Armed with chambers for vegetables, masala pods, an in-built stirrer... Julia is capable of producing some 30 Indian recipes programmed by a team of 100 chefs. Armed with chambers for vegetables, masala pods, an in-built stirrer... Julia is capable of producing some 30 Indian recipes programmed by a team of 100 chefs.

While Julia is more inclined towards cooking upma and noodles at home, seven-year-old Mukunda Foods has come to the rescue of fast-food restaurants, commercial kitchens and cloud brands at a time when migrant labourers attached to these dining spaces have not returned from their hometowns. “It has been a crazy expansion for us in the pandemic,” says Eshwar Vikas, cofounder of Mukunda Foods. “We were a company of 30 people, but expanded to 120 during the pandemic. We opened a new manufacturing plant. When the lockdown lifted and the restaurateurs did not have the required manpower, that is when they started looking towards automation.”

Mukunda Foods was in the news in 2014 for creating Dosamatic, which could churn the perfect dosas without human help. Now, Mukunda has amped up its offerings in automatic cooking machines, including robotic fryers and contraptions that toss up wok-based Asian and Chinese fare. They say they have deployed 3,000 of their machines in 27 countries, including in global fast-food brands in the US. The bulk of their clients are still in India, though. Their machines cost between Rs30,000 to Rs2lakh, with their showstopper Wokie capable of churning out 1,000 recipes.
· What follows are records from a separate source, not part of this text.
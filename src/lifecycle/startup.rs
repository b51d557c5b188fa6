//! Startup orchestration.
//!
//! # Responsibilities
//! - Validate configuration and compile the vhost table
//! - Build the shared dispatcher state
//! - Bind the listener and begin accepting traffic
//!
//! # Design Decisions
//! - Fail fast: any startup error is fatal
//! - Listener binds last (traffic only when ready)

use std::net::{IpAddr, SocketAddr};
use std::sync::Arc;

use tokio::net::TcpListener;

use crate::admin::StatusEndpoint;
use crate::config::{ConfigError, ProxyConfig};
use crate::http::{AppState, Forwarder, HttpServer, HyperForwarder};
use crate::lifecycle::{ServerState, Shutdown};
use crate::routing::VhostTable;

/// Error type for startup.
#[derive(Debug, thiserror::Error)]
pub enum StartupError {
    #[error(transparent)]
    Config(#[from] ConfigError),

    #[error("failed to bind {addr}: {source}")]
    Bind {
        addr: String,
        #[source]
        source: std::io::Error,
    },

    #[error("server error: {0}")]
    Serve(#[source] std::io::Error),
}

/// A bound, ready-to-serve proxy.
pub struct ProxyServer {
    server: HttpServer,
    listener: TcpListener,
    local_addr: SocketAddr,
    shutdown: Shutdown,
}

impl ProxyServer {
    /// Validate `config`, compile the vhost table and bind the listener.
    pub async fn bind(config: &ProxyConfig) -> Result<Self, StartupError> {
        let forwarder = Arc::new(HyperForwarder::new(&config.timeouts));
        Self::bind_with_forwarder(config, forwarder).await
    }

    /// Like [`bind`](Self::bind) with a caller-supplied forwarder.
    pub async fn bind_with_forwarder(
        config: &ProxyConfig,
        forwarder: Arc<dyn Forwarder>,
    ) -> Result<Self, StartupError> {
        crate::config::validation::validate_config(config).map_err(ConfigError::Validation)?;

        let vhosts = VhostTable::from_config(config)
            .map_err(|e| ConfigError::Validation(vec![e.into()]))?;
        for entry in vhosts.iter() {
            tracing::info!(vhost = %entry.pattern, backend = %entry.target, "Registered vhost");
        }

        let status = StatusEndpoint::new(config.status_token().map(str::to_string));
        if !status.is_enabled() {
            tracing::warn!("No internalStatusAuthToken configured, status endpoint disabled");
        }

        let addr = listen_address(config)?;
        let listener = TcpListener::bind(addr).await.map_err(|source| StartupError::Bind {
            addr: addr.to_string(),
            source,
        })?;
        let local_addr = listener.local_addr().map_err(|source| StartupError::Bind {
            addr: addr.to_string(),
            source,
        })?;

        tracing::info!("Listening on: http://{}", local_addr);
        tracing::info!(
            "Instance identity: http://{}:{}/.instance-id/{}",
            config.config.pio.hostname,
            config.env.port,
            config.config.pio.instance_id
        );

        let state = AppState::new(vhosts, status, forwarder, config.env.port);
        Ok(Self {
            server: HttpServer::new(state),
            listener,
            local_addr,
            shutdown: Shutdown::new(),
        })
    }

    pub fn local_addr(&self) -> SocketAddr {
        self.local_addr
    }

    /// Handle that stops this server when triggered.
    pub fn shutdown_handle(&self) -> Shutdown {
        self.shutdown.clone()
    }

    pub fn server_state(&self) -> Arc<ServerState> {
        self.server.state().server.clone()
    }

    /// Serve until the shutdown handle is triggered and in-flight
    /// requests have drained.
    pub async fn run(self) -> Result<(), StartupError> {
        let shutdown = self.shutdown.clone();
        self.server
            .run(self.listener, async move { shutdown.wait().await })
            .await
            .map_err(StartupError::Serve)?;

        tracing::info!(address = %self.local_addr, "Listener closed");
        Ok(())
    }
}

fn listen_address(config: &ProxyConfig) -> Result<SocketAddr, StartupError> {
    let ip: IpAddr = config.listener.bind_address.parse().map_err(|e| StartupError::Bind {
        addr: config.listener.bind_address.clone(),
        source: std::io::Error::new(std::io::ErrorKind::InvalidInput, e),
    })?;
    Ok(SocketAddr::new(ip, config.env.port))
}

#[cfg(test)]
mod tests {
    use super::*;
    use crate::config::validation::ValidationError;
    use serde_json::json;

    fn local_config() -> ProxyConfig {
        let mut config = ProxyConfig::new(0)
            .with_plugin_vhosts("web", json!({ "x.a.com": "127.0.0.1:9" }))
            .with_status_token("secret");
        config.listener.bind_address = "127.0.0.1".to_string();
        config
    }

    #[tokio::test]
    async fn test_bind_ephemeral_port() {
        let server = ProxyServer::bind(&local_config()).await.unwrap();
        assert!(server.local_addr().ip().is_loopback());
        assert_ne!(server.local_addr().port(), 0);
        assert_eq!(server.server_state().request_count(), 0);
    }

    #[tokio::test]
    async fn test_invalid_config_rejected() {
        let config = local_config().with_plugin_vhosts("bad", json!({ "y.a.com": "no-port" }));
        let err = ProxyServer::bind(&config).await.err().unwrap();
        assert!(matches!(err, StartupError::Config(ConfigError::Validation(_))));
    }

    #[tokio::test]
    async fn test_malformed_vhosts_rejected() {
        let config = local_config().with_plugin_vhosts("bad", json!(["x.a.com"]));
        let err = ProxyServer::bind(&config).await.err().unwrap();
        match err {
            StartupError::Config(ConfigError::Validation(errors)) => {
                assert!(matches!(errors[0], ValidationError::Vhost(_)));
            }
            other => panic!("unexpected error: {other}"),
        }
    }

    #[tokio::test]
    async fn test_bind_conflict() {
        let first = ProxyServer::bind(&local_config()).await.unwrap();
        let mut config = local_config();
        config.env.port = first.local_addr().port();

        let err = ProxyServer::bind(&config).await.err().unwrap();
        assert!(matches!(err, StartupError::Bind { .. }));
    }

    #[tokio::test]
    async fn test_run_returns_after_shutdown() {
        let server = ProxyServer::bind(&local_config()).await.unwrap();
        let shutdown = server.shutdown_handle();
        let handle = tokio::spawn(server.run());

        shutdown.trigger();
        shutdown.trigger();
        tokio::time::timeout(std::time::Duration::from_secs(5), handle)
            .await
            .unwrap()
            .unwrap()
            .unwrap();
    }
}
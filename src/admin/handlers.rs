//! Status endpoint handler.
//!
//! Builds the `/_internal_status` payload: process memory sampled from the
//! OS and the proxied request count, rendered as pretty-printed JSON.

use axum::{
    http::{header, StatusCode},
    response::{IntoResponse, Response},
};
use serde::Serialize;
use sysinfo::System;

use crate::admin::auth::{verify_token, Unauthorized};
use crate::lifecycle::ServerState;

/// Authenticated introspection of the running proxy.
///
/// Reading the status never counts as a request.
#[derive(Debug, Clone, Default)]
pub struct StatusEndpoint {
    token: Option<String>,
}

impl StatusEndpoint {
    pub fn new(token: Option<String>) -> Self {
        Self { token }
    }

    /// Whether a token is configured at all.
    pub fn is_enabled(&self) -> bool {
        self.token.is_some()
    }

    /// Check the presented token and capture a status snapshot.
    pub fn handle(&self, presented: &str, state: &ServerState) -> Result<StatusPayload, Unauthorized> {
        verify_token(presented, self.token.as_deref())?;
        Ok(StatusPayload {
            process: ProcessStatus {
                memory_usage: MemoryUsage::sample(),
            },
            server: ServerStatus {
                request_count: state.request_count(),
            },
        })
    }
}

#[derive(Debug, Serialize)]
pub struct StatusPayload {
    pub process: ProcessStatus,
    pub server: ServerStatus,
}

#[derive(Debug, Serialize)]
#[serde(rename_all = "camelCase")]
pub struct ProcessStatus {
    pub memory_usage: MemoryUsage,
}

/// Memory held by this process, in bytes.
#[derive(Debug, Default, Clone, Copy, Serialize)]
#[serde(rename_all = "camelCase")]
pub struct MemoryUsage {
    pub rss: u64,
    pub virtual_memory: u64,
}

impl MemoryUsage {
    /// Read the current process's memory from the OS. Zeros if unavailable.
    pub fn sample() -> Self {
        let Ok(pid) = sysinfo::get_current_pid() else {
            return Self::default();
        };

        let mut system = System::new();
        if !system.refresh_process(pid) {
            return Self::default();
        }

        system
            .process(pid)
            .map(|process| Self {
                rss: process.memory(),
                virtual_memory: process.virtual_memory(),
            })
            .unwrap_or_default()
    }
}

#[derive(Debug, Serialize)]
#[serde(rename_all = "camelCase")]
pub struct ServerStatus {
    pub request_count: u64,
}

impl IntoResponse for StatusPayload {
    fn into_response(self) -> Response {
        match serde_json::to_string_pretty(&self) {
            Ok(body) => (
                StatusCode::OK,
                [(header::CONTENT_TYPE, "application/json")],
                body,
            )
                .into_response(),
            Err(e) => {
                tracing::error!(error = %e, "Failed to serialize status payload");
                (StatusCode::INTERNAL_SERVER_ERROR, "Internal server error!").into_response()
            }
        }
    }
}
“Robots today should be a chef's best friend; they should not take away jobs. In fact, they help create jobs. We have created 4,000-5,000 jobs because of kitchen automation,” says Vikas, who believes restaurant owners previously afraid of expanding to other cities can do so unhesitatingly with automatic machines at their disposal. In the next two quarters, Vikas's company will be launching some 50-100 automatic vending machines for biryanis and pastas across Bengaluru. “Our machines are accurate,” he says. “It remembers the taste, maintains temperature and can add ingredients accurately. A machine never has mood swings and lethargy. It does not take a day off. It can run 24x7.”